Когда мальчик надевал тогу взрослого – обычно 15-16 лет от роду, отец поручал его заботам кого-либо из крупных государственных людей, и для юноши начиналась «начальная школа форума» (tirocinium fori). Отец Цицерона привел его к Кв. Муцию Сцеволе, авгуру, великому знатоку права, – «я не отходил от него ни на шаг… я старался стать образованнее, поучаясь у него» (Cic. Lael. I. 1). Юноша сопровождал своего наставника в сенат, присутствовал при обсуждении государственных вопросов часто первостепенной важности, слушал выступления первых ораторов своего времени, наблюдал за борьбой партий, «был зрителем, прежде чем стать участником»; в действии изучал он механизм государственной машины; вместе со своим руководителем шел он в суд, отправлялся в народное собрание, – «учился сражаться на поле сражения» (Tac. dial. 34). После этого практического введения в политическую жизнь начиналась военная служба, и юноша или оставался в рядах армии, или же возвращался в Рим и начинал свою политическую карьеру.

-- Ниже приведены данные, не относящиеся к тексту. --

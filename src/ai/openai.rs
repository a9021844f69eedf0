use serde_json::{json, Value};

use super::{base_url, http_client, AiError, AiRequest, AiResponse};
use crate::config::AiConfig;

const DEFAULT_BASE_URL: &str = "https://api.openai.com/v1";

pub fn call(config: &AiConfig, model: &str, req: &AiRequest) -> Result<AiResponse, AiError> {
    let url = format!("{}/chat/completions", base_url(config, DEFAULT_BASE_URL));
    chat_completion(config, &url, "OpenAI", "openai", model, req)
}

/// POST an OpenAI-style chat completion. Groq speaks the same protocol.
pub(super) fn chat_completion(
    config: &AiConfig,
    url: &str,
    label: &str,
    provider: &str,
    model: &str,
    req: &AiRequest,
) -> Result<AiResponse, AiError> {
    let body = json!({
        "model": model,
        "messages": [
            {"role": "system", "content": req.system},
            {"role": "user", "content": req.prompt}
        ],
        "max_tokens": req.max_tokens.unwrap_or(config.max_tokens),
        "temperature": req.temperature.unwrap_or(config.temperature)
    });

    let client = http_client(config)?;

    let resp = client
        .post(url)
        .header("Authorization", format!("Bearer {}", config.api_key))
        .header("Content-Type", "application/json")
        .json(&body)
        .send()
        .map_err(|e| AiError(format!("{} request failed: {}", label, e)))?;

    if !resp.status().is_success() {
        let status = resp.status();
        let text = resp.text().unwrap_or_default();
        return Err(AiError(format!("{} returned {}: {}", label, status, text)));
    }

    let json: Value = resp
        .json()
        .map_err(|e| AiError(format!("{} JSON parse error: {}", label, e)))?;

    let text = json
        .get("choices")
        .and_then(|c| c.get(0))
        .and_then(|c| c.get("message"))
        .and_then(|m| m.get("content"))
        .and_then(|c| c.as_str())
        .unwrap_or("")
        .to_string();

    if text.is_empty() {
        return Err(AiError(format!("{} returned an empty completion", label)));
    }

    Ok(AiResponse {
        text,
        provider: provider.into(),
        model: model.into(),
    })
}
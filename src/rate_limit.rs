use std::collections::HashMap;
use std::sync::Mutex;
use std::time::{Duration, Instant};

/// A rejected attempt: how long until the subject's window resets.
#[derive(Debug, Clone, PartialEq, Eq)]
pub struct Throttle {
    pub retry_after_secs: u64,
}

impl Throttle {
    pub fn message(&self) -> String {
        format!(
            "Rate limit exceeded. Please try again in {} seconds.",
            self.retry_after_secs
        )
    }
}

/// Per-subject, per-action quota. `check` records the attempt when allowed.
pub trait RateLimiter: Send + Sync {
    fn check(&self, subject: &str, action: &str) -> Option<Throttle>;
}

struct Window {
    started: Instant,
    count: u64,
}

/// In-memory fixed-window limiter keyed by "subject:action".
/// The window opens at the first counted attempt and resets once it elapses.
pub struct InMemoryRateLimiter {
    entries: Mutex<HashMap<String, Window>>,
    max_attempts: u64,
    window: Duration,
}

impl InMemoryRateLimiter {
    pub fn new(max_attempts: u64, window: Duration) -> Self {
        InMemoryRateLimiter {
            entries: Mutex::new(HashMap::new()),
            max_attempts,
            window,
        }
    }

    fn check_at(&self, subject: &str, action: &str, now: Instant) -> Option<Throttle> {
        let key = format!("{}:{}", subject, action);
        let mut map = self.entries.lock().unwrap_or_else(|e| e.into_inner());

        let entry = map.entry(key).or_insert(Window {
            started: now,
            count: 0,
        });

        if now.duration_since(entry.started) >= self.window {
            entry.started = now;
            entry.count = 0;
        }

        if entry.count < self.max_attempts {
            entry.count += 1;
            return None;
        }

        let remaining = self.window.saturating_sub(now.duration_since(entry.started));
        // Round up so callers never retry a fraction of a second too early.
        let secs = remaining.as_secs() + u64::from(remaining.subsec_nanos() > 0);
        Some(Throttle {
            retry_after_secs: secs.max(1),
        })
    }

    /// Remaining attempts in the current window, without recording one.
    #[cfg(test)]
    pub fn remaining(&self, subject: &str, action: &str) -> u64 {
        let key = format!("{}:{}", subject, action);
        let map = self.entries.lock().unwrap_or_else(|e| e.into_inner());
        match map.get(&key) {
            Some(w) if w.started.elapsed() < self.window => {
                self.max_attempts.saturating_sub(w.count)
            }
            _ => self.max_attempts,
        }
    }

    /// Drop windows that have already elapsed (call from a timer).
    pub fn cleanup(&self) {
        let mut map = self.entries.lock().unwrap_or_else(|e| e.into_inner());
        let window = self.window;
        map.retain(|_, w| w.started.elapsed() < window);
    }

    #[cfg(test)]
    fn len(&self) -> usize {
        self.entries.lock().unwrap().len()
    }
}

impl RateLimiter for InMemoryRateLimiter {
    fn check(&self, subject: &str, action: &str) -> Option<Throttle> {
        self.check_at(subject, action, Instant::now())
    }
}
use rocket::http::Status;
use rocket::response::status::Custom;
use rocket::serde::json::Json;
use rocket::State;
use serde_json::{json, Value};
use std::sync::Arc;

use crate::error::GenerationError;
use crate::generator::ArticleResult;
use crate::session::ShopSession;
use crate::validate::GenerationForm;
use crate::AppState;

// ── Generate Blog Article ─────────────────────────────

#[post("/api/blog/generate", format = "json", data = "<body>")]
pub async fn generate_blog(
    session: ShopSession,
    state: &State<Arc<AppState>>,
    body: Json<GenerationForm>,
) -> Custom<Json<Value>> {
    let state = Arc::clone(state.inner());
    let form = body.into_inner();

    // Provider and store clients are blocking; keep them off the async workers.
    let outcome =
        rocket::tokio::task::spawn_blocking(move || run(&state, &session, &form)).await;

    match outcome {
        Ok(Ok(article)) => Custom(Status::Ok, Json(success_body(&article))),
        Ok(Err(e)) => {
            log::warn!("[generate] Generation failed ({}): {}", e.kind(), e);
            Custom(e.status(), Json(error_body(&e)))
        }
        Err(e) => {
            log::error!("[generate] Generation task panicked: {}", e);
            Custom(
                Status::InternalServerError,
                Json(json!({"success": false, "error": "Internal server error"})),
            )
        }
    }
}

fn run(
    state: &AppState,
    session: &ShopSession,
    form: &GenerationForm,
) -> Result<ArticleResult, GenerationError> {
    state
        .generator
        .generate_for_session(session, form, state.stores.as_ref())
}

pub fn success_body(article: &ArticleResult) -> Value {
    json!({
        "success": true,
        "articleId": article.id,
        "articleTitle": article.title,
    })
}

pub fn error_body(err: &GenerationError) -> Value {
    json!({
        "success": false,
        "error": err.user_message(),
    })
}
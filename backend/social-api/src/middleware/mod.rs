pub mod jwt_auth;

pub use jwt_auth::JwtAuthMiddleware;

use actix_web::{dev::Payload, http::header::AUTHORIZATION, web, FromRequest, HttpMessage, HttpRequest};
use futures::future::{ready, Ready};

use crate::app_state::AppState;
use crate::error::AppError;

/// Authenticated user id.
///
/// Set by [`JwtAuthMiddleware`]; on routes without the middleware the header
/// is validated on extraction instead.
#[derive(Debug, Clone, Copy, PartialEq, Eq)]
pub struct UserId(pub i64);

/// Actor that may be anonymous, resolved on demand.
///
/// Extraction never fails. A missing header resolves to `None`; a header that
/// is present but invalid only fails once [`OptionalUserId::resolve`] is
/// called, so routes can skip authentication for public content.
#[derive(Debug)]
pub struct OptionalUserId(Result<Option<i64>, AppError>);

impl OptionalUserId {
    pub fn resolve(self) -> Result<Option<i64>, AppError> {
        self.0
    }
}

fn app_state(req: &HttpRequest) -> Result<&web::Data<AppState>, AppError> {
    req.app_data::<web::Data<AppState>>()
        .ok_or_else(|| AppError::Internal("application state not configured".to_string()))
}

impl FromRequest for UserId {
    type Error = AppError;
    type Future = Ready<Result<Self, Self::Error>>;

    fn from_request(req: &HttpRequest, _: &mut Payload) -> Self::Future {
        if let Some(user_id) = req.extensions().get::<UserId>().copied() {
            return ready(Ok(user_id));
        }

        ready(app_state(req).and_then(|state| jwt_auth::authenticate_header(state, req.headers())))
    }
}

impl FromRequest for OptionalUserId {
    type Error = AppError;
    type Future = Ready<Result<Self, Self::Error>>;

    fn from_request(req: &HttpRequest, _: &mut Payload) -> Self::Future {
        let actor = if let Some(UserId(id)) = req.extensions().get::<UserId>().copied() {
            Ok(Some(id))
        } else if !req.headers().contains_key(AUTHORIZATION) {
            Ok(None)
        } else {
            app_state(req)
                .and_then(|state| jwt_auth::authenticate_header(state, req.headers()))
                .map(|UserId(id)| Some(id))
        };

        ready(Ok(OptionalUserId(actor)))
    }
}
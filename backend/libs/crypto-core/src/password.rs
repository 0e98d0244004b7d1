//! Password hashing and verification using Argon2id

use crate::CryptoError;
use argon2::{
    password_hash::{rand_core::OsRng, PasswordHash, PasswordHasher, PasswordVerifier, SaltString},
    Argon2,
};

const MIN_PASSWORD_LEN: usize = 8;
const MAX_PASSWORD_LEN: usize = 20;

/// Hash a password with a fresh random salt.
///
/// Returns a PHC-formatted string safe for database storage.
pub fn hash_password(password: &str) -> Result<String, CryptoError> {
    let salt = SaltString::generate(&mut OsRng);

    Argon2::default()
        .hash_password(password.as_bytes(), &salt)
        .map(|hash| hash.to_string())
        .map_err(|e| CryptoError::Hashing(e.to_string()))
}

/// Verify a password against its stored hash.
///
/// A mismatch is `Ok(false)`; only a corrupt hash is an error.
pub fn verify_password(password: &str, password_hash: &str) -> Result<bool, CryptoError> {
    let parsed_hash =
        PasswordHash::new(password_hash).map_err(|e| CryptoError::InvalidHash(e.to_string()))?;

    match Argon2::default().verify_password(password.as_bytes(), &parsed_hash) {
        Ok(_) => Ok(true),
        Err(argon2::password_hash::Error::Password) => Ok(false),
        Err(e) => Err(CryptoError::InvalidHash(e.to_string())),
    }
}

/// Composition rule for new passwords: 8 to 20 characters with at least one
/// lowercase letter, one uppercase letter and one digit.
pub fn is_complex(password: &str) -> bool {
    let len = password.chars().count();
    if !(MIN_PASSWORD_LEN..=MAX_PASSWORD_LEN).contains(&len) {
        return false;
    }

    let has_lowercase = password.chars().any(|c| c.is_ascii_lowercase());
    let has_uppercase = password.chars().any(|c| c.is_ascii_uppercase());
    let has_digit = password.chars().any(|c| c.is_ascii_digit());

    has_lowercase && has_uppercase && has_digit
}
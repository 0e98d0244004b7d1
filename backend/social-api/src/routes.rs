//! Route configuration
//!
//! Resources where every method needs a user are wrapped in
//! [`JwtAuthMiddleware`]. Resources that mix public and authenticated methods
//! rely on the `UserId` / `OptionalUserId` extractors instead.

use actix_cors::Cors;
use actix_web::{http::header, web};

use crate::config::CorsConfig;
use crate::error::AppError;
use crate::handlers::{comments, follows, health, likes, posts, uploads, users};
use crate::middleware::JwtAuthMiddleware;

const JSON_LIMIT_BYTES: usize = 1024 * 1024;

/// Configure all routes for the application
pub fn configure_routes(cfg: &mut web::ServiceConfig) {
    cfg.route("/ping", web::get().to(health::ping))
        .route("/health", web::get().to(health::health))
        .route("/metrics", web::get().to(health::metrics_handler))
        .service(
            web::scope("/api/v1")
                .configure(configure_users)
                .configure(configure_follows)
                .configure(configure_posts)
                .configure(configure_likes)
                .service(
                    web::resource("/upload")
                        .wrap(JwtAuthMiddleware)
                        .route(web::post().to(uploads::upload_file)),
                ),
        );
}

fn configure_users(cfg: &mut web::ServiceConfig) {
    // Fixed segments must be registered before `/user/{user_id}`.
    cfg.service(
        web::resource("/user")
            .route(web::post().to(users::register))
            .route(web::get().to(users::list_users)),
    )
    .service(
        web::resource("/user/info")
            .wrap(JwtAuthMiddleware)
            .route(web::get().to(users::user_info)),
    )
    .service(web::resource("/user/login").route(web::post().to(users::login)))
    .service(
        web::resource("/user/logout")
            .wrap(JwtAuthMiddleware)
            .route(web::post().to(users::logout)),
    )
    .service(
        web::resource("/user/refresh")
            .wrap(JwtAuthMiddleware)
            .route(web::get().to(users::refresh)),
    )
    .service(
        web::resource("/user/{user_id}")
            .route(web::get().to(users::get_user))
            .route(web::put().to(users::update_user))
            .route(web::delete().to(users::delete_user)),
    );
}

fn configure_follows(cfg: &mut web::ServiceConfig) {
    cfg.service(
        web::resource("/follow")
            .route(web::get().to(follows::list_follows))
            .route(web::post().to(follows::follow_user)),
    )
    .service(
        web::resource("/follow/{follow_id}")
            .wrap(JwtAuthMiddleware)
            .route(web::delete().to(follows::unfollow_user)),
    );
}

fn configure_posts(cfg: &mut web::ServiceConfig) {
    cfg.service(
        web::resource("/post")
            .wrap(JwtAuthMiddleware)
            .route(web::get().to(posts::list_posts))
            .route(web::post().to(posts::create_post)),
    )
    .service(
        web::resource("/post/{post_id}")
            .route(web::get().to(posts::get_post))
            .route(web::delete().to(posts::delete_post)),
    )
    .service(
        web::resource("/post/{post_id}/comment")
            .wrap(JwtAuthMiddleware)
            .route(web::get().to(comments::list_comments))
            .route(web::post().to(comments::create_comment)),
    )
    .service(
        web::resource("/post/{post_id}/comment/{comment_id}")
            .wrap(JwtAuthMiddleware)
            .route(web::delete().to(comments::delete_comment)),
    );
}

fn configure_likes(cfg: &mut web::ServiceConfig) {
    cfg.service(
        web::resource("/post/{post_id}/like")
            .wrap(JwtAuthMiddleware)
            .route(web::get().to(likes::list_post_likes))
            .route(web::post().to(likes::like_post)),
    )
    .service(
        web::resource("/post/{post_id}/comment/{comment_id}/like")
            .wrap(JwtAuthMiddleware)
            .route(web::post().to(likes::like_comment)),
    )
    .service(
        web::resource("/post_like/{post_like_id}")
            .wrap(JwtAuthMiddleware)
            .route(web::delete().to(likes::unlike_post)),
    )
    .service(
        web::resource("/comment_like/{comment_like_id}")
            .wrap(JwtAuthMiddleware)
            .route(web::delete().to(likes::unlike_comment)),
    );
}

/// JSON body extractor config; malformed bodies become `{"error": ...}` 400s.
pub fn json_config() -> web::JsonConfig {
    web::JsonConfig::default()
        .limit(JSON_LIMIT_BYTES)
        .error_handler(|err, _req| AppError::BadRequest(err.to_string()).into())
}

/// Build CORS configuration from allowed_origins
pub fn cors(config: &CorsConfig) -> Cors {
    let mut cors = Cors::default();
    for origin in &config.allowed_origins {
        if origin == "*" {
            cors = cors.allow_any_origin();
        } else {
            cors = cors.allowed_origin(origin);
        }
    }

    cors.allow_any_method()
        .allowed_headers(vec![header::AUTHORIZATION, header::CONTENT_TYPE])
        .max_age(3600)
}
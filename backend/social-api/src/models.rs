use chrono::{DateTime, Utc};
use serde::{Deserialize, Serialize};
use sqlx::FromRow;

// ============================================
// Users
// ============================================

/// Stored account. Never serialised directly: it carries the password hash.
#[derive(Debug, Clone, FromRow)]
pub struct User {
    pub id: i64,
    pub created_at: DateTime<Utc>,
    pub updated_at: DateTime<Utc>,
    pub username: String,
    pub email: String,
    pub password_hash: String,
    pub bio: String,
    pub profile_image_url: String,
    pub is_private: bool,
}

#[derive(Debug, Clone)]
pub struct NewUser {
    pub username: String,
    pub email: String,
    pub password_hash: String,
}

/// Partial profile update; `None` leaves the column untouched.
#[derive(Debug, Clone, Default, Deserialize)]
pub struct UserUpdate {
    pub username: Option<String>,
    pub bio: Option<String>,
    pub profile_image_url: Option<String>,
    pub is_private: Option<bool>,
}

#[derive(Debug, Clone, Serialize, Deserialize, PartialEq)]
pub struct UserResponse {
    pub id: i64,
    pub username: String,
    pub email: String,
    pub bio: String,
    pub profile_image_url: String,
    pub is_private: bool,
    pub created_at: DateTime<Utc>,
}

impl From<&User> for UserResponse {
    fn from(user: &User) -> Self {
        Self {
            id: user.id,
            username: user.username.clone(),
            email: user.email.clone(),
            bio: user.bio.clone(),
            profile_image_url: user.profile_image_url.clone(),
            is_private: user.is_private,
            created_at: user.created_at,
        }
    }
}

// ============================================
// Follows
// ============================================

/// Directed edge: `follower_id` follows `user_id`.
#[derive(Debug, Clone, Serialize, Deserialize, FromRow, PartialEq)]
pub struct Follow {
    pub id: i64,
    pub created_at: DateTime<Utc>,
    pub follower_id: i64,
    pub user_id: i64,
}

// ============================================
// Posts
// ============================================

#[derive(Debug, Clone, Serialize, Deserialize, FromRow, PartialEq)]
pub struct Post {
    pub id: i64,
    pub created_at: DateTime<Utc>,
    pub title: String,
    pub content: String,
    pub user_id: i64,
    /// Media URLs in upload order, loaded from the `media` table.
    #[sqlx(skip)]
    pub media: Vec<String>,
}

#[derive(Debug, Clone)]
pub struct NewPost {
    pub user_id: i64,
    pub title: String,
    pub content: String,
    pub media: Vec<String>,
}

// ============================================
// Comments
// ============================================

#[derive(Debug, Clone, Serialize, Deserialize, FromRow, PartialEq)]
pub struct Comment {
    pub id: i64,
    pub created_at: DateTime<Utc>,
    pub post_id: i64,
    pub user_id: i64,
    pub content: String,
}

// ============================================
// Likes
// ============================================

#[derive(Debug, Clone, Serialize, Deserialize, FromRow, PartialEq)]
pub struct PostLike {
    pub id: i64,
    pub created_at: DateTime<Utc>,
    pub post_id: i64,
    pub user_id: i64,
}

#[derive(Debug, Clone, Serialize, Deserialize, FromRow, PartialEq)]
pub struct CommentLike {
    pub id: i64,
    pub created_at: DateTime<Utc>,
    pub comment_id: i64,
    pub user_id: i64,
}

Так проходило детство и юность человека сенаторского или всаднического сословия. А детство крестьянского сына или сына ремесленника?
О нем не сохранилось никаких источников, но мы можем представить его себе довольно ясно. Мальчик мог тоже строить домики из песка, забавляться камешками и ловить птиц, но уже очень рано начинал он в меру сил и способностей принимать участие в трудовой жизни семьи: помогал матери в огороде, пропалывал вместе со старшими ячмень и пшеницу, пас вместе с домашней собакой несколько штук овец или коз. С возрастом и работа становилась труднее; большой мальчик, он был уже помощник отцу: жал и косил, на легкой почве ходил за ралом. Это практическое обучение шло рядом с воспитанием нравственным; отец был человеком бедным и незнатным, но богатством чувств и мыслей не уступал представителю старинного рода. Римское государство создали не Корнелии и Метеллы – они были лишь представителями народа, стойко и безропотно выносившего все тяготы, которые взваливала на его плечи историческая судьба. Чувства, которыми проникнута речь Лигустина, владельца одного югера земли и маленькой хатки, по существу те же, которые заставили Деция идти на смерть: та же самоотверженная готовность служить родной стране, то же признание ее благоденствия высшим законом (Liv. XLII. 34. 1-12). Крестьянский мальчик так же, как и его аристократический ровесник, рос в здоровой атмосфере строгой дисциплины, твердых семейных устоев и спокойного патриотизма. Он был связан с родной землей кровными, неразрывными узами: ее слуга и хозяин, защитник и сын.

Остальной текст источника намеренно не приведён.